CRYPTOSPORIDIUM INFECTIONS IN HUMANS
People are generally susceptible to Cryptosporidium, and experience watery diarrhea caused by tiny, one-celled Cryptosporidium oocysts that enter the body, travel primarily to the gastrointestinal tract and are finally excreted through the feces. A clear understanding of the epidemiology of Cryptosporidium is an important prerequisite for preventing potential outbreaks.
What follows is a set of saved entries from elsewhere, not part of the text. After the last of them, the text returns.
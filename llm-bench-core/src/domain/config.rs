use serde::{Deserialize, Serialize};
use std::path::Path;
use std::time::Duration;
use validator::Validate;

use super::ids::{ConfigDigest, ExperimentId};
use crate::error::{CoreError, Result};

pub const DEFAULT_TEMPERATURE: f64 = 0.0;
pub const DEFAULT_MAX_TOKENS: u32 = 4096;
pub const DEFAULT_THINKING_BUDGET_TOKENS: u32 = 2048;
pub const DEFAULT_TIMEOUT_SECS: u64 = 120;

// ===== Retry Settings =====

#[derive(Debug, Clone, Serialize, Deserialize, PartialEq, Validate)]
pub struct RetrySettings {
    /// Retries after the first attempt; `0` means a single attempt.
    #[serde(default = "default_max_retries")]
    pub max_retries: u32,

    #[serde(default = "default_initial_backoff_ms")]
    pub initial_backoff_ms: u64,

    #[serde(default = "default_max_backoff_ms")]
    pub max_backoff_ms: u64,

    #[validate(range(min = 1.0))]
    #[serde(default = "default_multiplier")]
    pub multiplier: f64,

    #[serde(default = "default_true")]
    pub jitter: bool,
}

impl Default for RetrySettings {
    fn default() -> Self {
        Self {
            max_retries: default_max_retries(),
            initial_backoff_ms: default_initial_backoff_ms(),
            max_backoff_ms: default_max_backoff_ms(),
            multiplier: default_multiplier(),
            jitter: true,
        }
    }
}

impl RetrySettings {
    pub fn initial_backoff(&self) -> Duration {
        Duration::from_millis(self.initial_backoff_ms)
    }

    pub fn max_backoff(&self) -> Duration {
        Duration::from_millis(self.max_backoff_ms)
    }
}

// ===== Experiment Configuration =====

/// One fully resolved configuration for running a task.
///
/// Every field except `model_id` has a default, so a partial document
/// deserializes into a complete configuration.
#[derive(Debug, Clone, Serialize, Deserialize, PartialEq, Validate)]
pub struct ExperimentConfig {
    #[validate(length(min = 1, max = 255))]
    pub model_id: String,

    /// Overrides the task's own instructions when set.
    #[serde(default)]
    pub system_instructions: Option<String>,

    /// Overrides the task's default prompt template when set.
    #[serde(default)]
    pub prompt_template: Option<String>,

    #[validate(range(min = 0.0, max = 2.0))]
    #[serde(default = "default_temperature")]
    pub temperature: f64,

    #[validate(range(min = 1))]
    #[serde(default = "default_max_tokens")]
    pub max_tokens: u32,

    #[serde(default)]
    pub thinking: bool,

    #[validate(range(min = 1))]
    #[serde(default = "default_thinking_budget_tokens")]
    pub thinking_budget_tokens: u32,

    #[validate(nested)]
    #[serde(default)]
    pub retry: RetrySettings,

    #[validate(range(min = 1))]
    #[serde(default = "default_timeout_secs")]
    pub timeout_secs: u64,
}

/// The subset of a configuration that can change model output, plus the
/// task name. Hashing this view yields the experiment identifier.
#[derive(Debug, Serialize)]
struct IdentityView<'a> {
    task: &'a str,
    model_id: &'a str,
    system_instructions: Option<&'a str>,
    prompt_template: Option<&'a str>,
    temperature: Option<f64>,
    max_tokens: u32,
    thinking: bool,
    thinking_budget_tokens: Option<u32>,
}

impl ExperimentConfig {
    pub fn new(model_id: impl Into<String>) -> Self {
        Self {
            model_id: model_id.into(),
            system_instructions: None,
            prompt_template: None,
            temperature: DEFAULT_TEMPERATURE,
            max_tokens: DEFAULT_MAX_TOKENS,
            thinking: false,
            thinking_budget_tokens: DEFAULT_THINKING_BUDGET_TOKENS,
            retry: RetrySettings::default(),
            timeout_secs: DEFAULT_TIMEOUT_SECS,
        }
    }

    pub fn builder(model_id: impl Into<String>) -> ExperimentConfigBuilder {
        ExperimentConfigBuilder {
            config: Self::new(model_id),
        }
    }

    pub fn timeout(&self) -> Duration {
        Duration::from_secs(self.timeout_secs)
    }

    /// Field validation plus cross-field rules.
    pub fn validate_config(&self) -> Result<()> {
        self.validate()?;
        if self.thinking && self.thinking_budget_tokens >= self.max_tokens {
            return Err(CoreError::Validation(format!(
                "thinking_budget_tokens ({}) must be smaller than max_tokens ({})",
                self.thinking_budget_tokens, self.max_tokens
            )));
        }
        Ok(())
    }

    /// Digest of the output-affecting fields for `task_name`.
    ///
    /// Only instructions set on the config take part; task-level or default
    /// instructions belong to the task and are not hashed.
    pub fn digest(&self, task_name: &str) -> Result<ConfigDigest> {
        let view = IdentityView {
            task: task_name,
            model_id: &self.model_id,
            system_instructions: self.system_instructions.as_deref(),
            prompt_template: self.prompt_template.as_deref(),
            // temperature is not sent when thinking is on; the budget only
            // when it is
            temperature: (!self.thinking).then_some(self.temperature),
            max_tokens: self.max_tokens,
            thinking: self.thinking,
            thinking_budget_tokens: self.thinking.then_some(self.thinking_budget_tokens),
        };
        ConfigDigest::of(&view)
    }

    pub fn experiment_id(&self, task_name: &str) -> Result<ExperimentId> {
        Ok(ExperimentId::from_digest(&self.digest(task_name)?))
    }
}

/// Fluent builder for [`ExperimentConfig`].
#[derive(Debug, Clone)]
pub struct ExperimentConfigBuilder {
    config: ExperimentConfig,
}

impl ExperimentConfigBuilder {
    pub fn system_instructions(mut self, instructions: impl Into<String>) -> Self {
        self.config.system_instructions = Some(instructions.into());
        self
    }

    /// Read the system instructions from a file reference.
    pub fn system_instructions_file(mut self, path: impl AsRef<Path>) -> Result<Self> {
        let path = path.as_ref();
        let instructions = std::fs::read_to_string(path).map_err(|e| {
            CoreError::NotFound(format!(
                "system instructions file {}: {}",
                path.display(),
                e
            ))
        })?;
        self.config.system_instructions = Some(instructions);
        Ok(self)
    }

    pub fn prompt_template(mut self, template: impl Into<String>) -> Self {
        self.config.prompt_template = Some(template.into());
        self
    }

    pub fn temperature(mut self, temperature: f64) -> Self {
        self.config.temperature = temperature;
        self
    }

    pub fn max_tokens(mut self, max_tokens: u32) -> Self {
        self.config.max_tokens = max_tokens;
        self
    }

    pub fn thinking(mut self, enabled: bool) -> Self {
        self.config.thinking = enabled;
        self
    }

    pub fn thinking_budget_tokens(mut self, budget: u32) -> Self {
        self.config.thinking_budget_tokens = budget;
        self
    }

    pub fn retry(mut self, retry: RetrySettings) -> Self {
        self.config.retry = retry;
        self
    }

    pub fn max_retries(mut self, max_retries: u32) -> Self {
        self.config.retry.max_retries = max_retries;
        self
    }

    pub fn timeout_secs(mut self, timeout_secs: u64) -> Self {
        self.config.timeout_secs = timeout_secs;
        self
    }

    pub fn build(self) -> Result<ExperimentConfig> {
        self.config.validate_config()?;
        Ok(self.config)
    }
}

fn default_temperature() -> f64 {
    DEFAULT_TEMPERATURE
}

fn default_max_tokens() -> u32 {
    DEFAULT_MAX_TOKENS
}

fn default_thinking_budget_tokens() -> u32 {
    DEFAULT_THINKING_BUDGET_TOKENS
}

fn default_timeout_secs() -> u64 {
    DEFAULT_TIMEOUT_SECS
}

fn default_max_retries() -> u32 {
    3
}

fn default_initial_backoff_ms() -> u64 {
    1_000
}

fn default_max_backoff_ms() -> u64 {
    30_000
}

fn default_multiplier() -> f64 {
    2.0
}

fn default_true() -> bool {
    true
}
In China, an average prevalence of 2.97% involving at least 200,054 people from 27 provinces has been revealed in a retrospective epidemiological analysis of human Cryptosporidium infections (1987–2018); the burden of disease caused by Cryptosporidium varies between and within areas [16]. In the Yangtze River Delta, where human cryptosporidiosis in China was first reported in 1987 [17], many investigations of Cryptosporidium in humans have been conducted in the 21st century (Fig 1).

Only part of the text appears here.